Sn_1 − xMo_xO₂ mixed oxides of low crystallinity have been synthesized by mechanical milling of the starting elements in an air atmosphere at room temperature and investigated as electrode materials for lithium batteries. The oxides were characterized by X-ray diffraction, infrared spectroscopy and X-ray photoelectron spectroscopy. The results suggest that the Mo-doped samples are solid solutions with a cassiterite-type structure and Mo in the tetravalent oxidation state. Significant amounts of amorphous silica over the range 12–23% by weight as determined by energy dispersive analysis (EDX), and originating from the agate jar and balls of milling apparatus used for the experiments, were also detected. The compounds were tested as electrodes in secondary lithium batteries.

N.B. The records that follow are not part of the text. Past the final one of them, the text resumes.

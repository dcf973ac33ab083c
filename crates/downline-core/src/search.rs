//! In-memory member search over a loaded display tree.
//!
//! Matching is a case-insensitive substring test against the member's name
//! or id. Placeholders never match. Traversal is pre-order (node, left,
//! right) and the first hit wins; there is no ranking.

use crate::model::{DisplayNode, MemberNode};

/// A normalized, non-blank search needle.
#[derive(Debug, Clone, PartialEq, Eq)]
pub struct Query {
    needle: String,
}

impl Query {
    /// Normalize raw user input. Blank input yields `None`.
    pub fn parse(raw: &str) -> Option<Self> {
        let trimmed = raw.trim();
        if trimmed.is_empty() {
            return None;
        }
        Some(Self {
            needle: trimmed.to_lowercase(),
        })
    }

    pub fn as_str(&self) -> &str {
        &self.needle
    }

    pub fn matches(&self, member: &MemberNode) -> bool {
        member.name.to_lowercase().contains(&self.needle)
            || member.member_id.to_lowercase().contains(&self.needle)
    }
}

/// First member in pre-order whose name or id contains `query`.
///
/// Returns `None` both for a blank query and for a miss; callers that need
/// to tell them apart should check [`Query::parse`] first.
pub fn search<'a>(tree: &'a DisplayNode, query: &str) -> Option<&'a MemberNode> {
    let query = Query::parse(query)?;
    tree.members().find(|m| query.matches(m))
}

/// Every matching member, in pre-order.
pub fn search_all<'a>(tree: &'a DisplayNode, query: &str) -> Vec<&'a MemberNode> {
    match Query::parse(query) {
        Some(query) => tree.members().filter(|m| query.matches(m)).collect(),
        None => Vec::new(),
    }
}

The addition of Mo has two favourable effects, namely: (i) it increases the discharge capacity; and (ii) it improves capacity retention in cells cycled between 1.0 and 0.0 V. The formation of a Li–Mo–O oxide conductive matrix during the electrochemical insertion of lithium may account for this enhanced performance. In this reasoning, the silica present in the samples was assumed to play a minor role based on the stability of the Si–O bond.